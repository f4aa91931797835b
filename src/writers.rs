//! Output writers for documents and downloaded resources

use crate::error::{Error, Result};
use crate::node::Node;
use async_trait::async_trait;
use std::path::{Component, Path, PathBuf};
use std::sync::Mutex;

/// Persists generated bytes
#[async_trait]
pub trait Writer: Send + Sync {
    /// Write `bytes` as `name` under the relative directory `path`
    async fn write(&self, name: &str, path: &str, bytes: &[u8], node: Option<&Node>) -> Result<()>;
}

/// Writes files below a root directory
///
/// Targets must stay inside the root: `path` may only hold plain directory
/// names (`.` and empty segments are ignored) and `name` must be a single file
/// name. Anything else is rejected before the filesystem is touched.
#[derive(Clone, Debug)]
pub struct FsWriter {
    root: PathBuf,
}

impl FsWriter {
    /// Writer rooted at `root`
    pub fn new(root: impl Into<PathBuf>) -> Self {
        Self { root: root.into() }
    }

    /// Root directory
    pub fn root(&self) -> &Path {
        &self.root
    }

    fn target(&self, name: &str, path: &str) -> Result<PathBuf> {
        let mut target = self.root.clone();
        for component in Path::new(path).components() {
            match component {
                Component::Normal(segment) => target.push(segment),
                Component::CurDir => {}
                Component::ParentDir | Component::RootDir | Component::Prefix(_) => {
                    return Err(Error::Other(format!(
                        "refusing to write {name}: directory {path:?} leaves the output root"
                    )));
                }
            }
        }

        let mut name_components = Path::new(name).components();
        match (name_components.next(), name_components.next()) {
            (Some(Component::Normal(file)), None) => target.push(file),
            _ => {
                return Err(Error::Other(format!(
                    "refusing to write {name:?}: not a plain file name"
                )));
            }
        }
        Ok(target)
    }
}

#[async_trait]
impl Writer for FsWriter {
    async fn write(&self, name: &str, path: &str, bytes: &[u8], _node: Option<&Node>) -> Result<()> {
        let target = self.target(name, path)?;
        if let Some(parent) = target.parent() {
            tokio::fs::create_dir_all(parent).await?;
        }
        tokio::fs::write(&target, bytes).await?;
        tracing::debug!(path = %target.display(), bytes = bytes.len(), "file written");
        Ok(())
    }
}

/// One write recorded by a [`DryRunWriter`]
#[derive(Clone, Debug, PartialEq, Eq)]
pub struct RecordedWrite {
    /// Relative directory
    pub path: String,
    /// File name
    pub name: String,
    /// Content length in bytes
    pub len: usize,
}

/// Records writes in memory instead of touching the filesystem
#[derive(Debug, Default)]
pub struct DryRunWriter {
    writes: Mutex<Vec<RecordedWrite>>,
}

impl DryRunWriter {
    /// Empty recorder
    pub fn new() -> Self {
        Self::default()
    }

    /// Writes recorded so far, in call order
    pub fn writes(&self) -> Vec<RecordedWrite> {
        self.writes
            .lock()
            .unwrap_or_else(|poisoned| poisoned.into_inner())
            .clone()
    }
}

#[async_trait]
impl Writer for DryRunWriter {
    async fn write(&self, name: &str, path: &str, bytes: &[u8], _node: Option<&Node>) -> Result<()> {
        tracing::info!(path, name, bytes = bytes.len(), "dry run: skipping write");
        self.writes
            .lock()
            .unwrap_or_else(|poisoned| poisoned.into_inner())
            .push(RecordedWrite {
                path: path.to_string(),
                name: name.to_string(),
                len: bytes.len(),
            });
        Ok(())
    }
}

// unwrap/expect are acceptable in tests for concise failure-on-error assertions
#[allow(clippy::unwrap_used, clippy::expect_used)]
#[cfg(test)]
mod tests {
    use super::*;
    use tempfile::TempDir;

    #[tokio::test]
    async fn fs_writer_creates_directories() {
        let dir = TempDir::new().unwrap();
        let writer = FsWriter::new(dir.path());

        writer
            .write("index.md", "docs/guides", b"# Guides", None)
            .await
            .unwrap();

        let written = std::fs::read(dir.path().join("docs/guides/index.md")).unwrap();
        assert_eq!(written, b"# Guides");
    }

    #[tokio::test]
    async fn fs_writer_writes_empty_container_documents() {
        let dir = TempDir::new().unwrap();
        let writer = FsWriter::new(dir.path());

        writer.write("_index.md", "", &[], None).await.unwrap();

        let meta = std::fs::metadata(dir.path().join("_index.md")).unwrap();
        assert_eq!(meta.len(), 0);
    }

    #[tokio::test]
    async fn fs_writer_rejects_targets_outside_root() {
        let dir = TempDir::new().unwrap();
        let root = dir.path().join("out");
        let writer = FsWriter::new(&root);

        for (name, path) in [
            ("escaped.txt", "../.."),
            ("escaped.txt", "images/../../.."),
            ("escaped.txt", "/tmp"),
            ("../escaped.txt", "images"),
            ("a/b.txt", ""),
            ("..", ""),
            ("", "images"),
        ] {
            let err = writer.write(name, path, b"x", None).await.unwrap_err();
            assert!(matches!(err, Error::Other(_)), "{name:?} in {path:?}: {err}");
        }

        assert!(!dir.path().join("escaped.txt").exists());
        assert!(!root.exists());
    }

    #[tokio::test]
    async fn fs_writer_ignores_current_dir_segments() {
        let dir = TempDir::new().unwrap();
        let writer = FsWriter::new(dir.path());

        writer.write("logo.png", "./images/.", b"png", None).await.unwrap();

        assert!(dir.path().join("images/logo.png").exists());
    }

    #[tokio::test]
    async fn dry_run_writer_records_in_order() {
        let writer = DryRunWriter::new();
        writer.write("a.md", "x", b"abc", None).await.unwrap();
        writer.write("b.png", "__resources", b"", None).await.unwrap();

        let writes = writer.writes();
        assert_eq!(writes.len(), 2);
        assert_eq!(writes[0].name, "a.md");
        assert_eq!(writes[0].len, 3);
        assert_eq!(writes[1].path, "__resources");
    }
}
+ + + + +
**WORK INSTRUCTION**
A verbatim transcription is needed of the lines above, starting at the line with "Persists generated bytes" and ending at the line with "Writer rooted at", both included, and of nothing else.

**OUTPUT FOR THIS TASK**
/// Persists generated bytes
#[async_trait]
pub trait Writer: Send + Sync {
    /// Write `bytes` as `name` under the relative directory `path`
    async fn write(&self, name: &str, path: &str, bytes: &[u8], node: Option<&Node>) -> Result<()>;
}

/// Writes files below a root directory
///
/// Targets must stay inside the root: `path` may only hold plain directory
/// names (`.` and empty segments are ignored) and `name` must be a single file
/// name. Anything else is rejected before the filesystem is touched.
#[derive(Clone, Debug)]
pub struct FsWriter {
    root: PathBuf,
}

impl FsWriter {
    /// Writer rooted at `root`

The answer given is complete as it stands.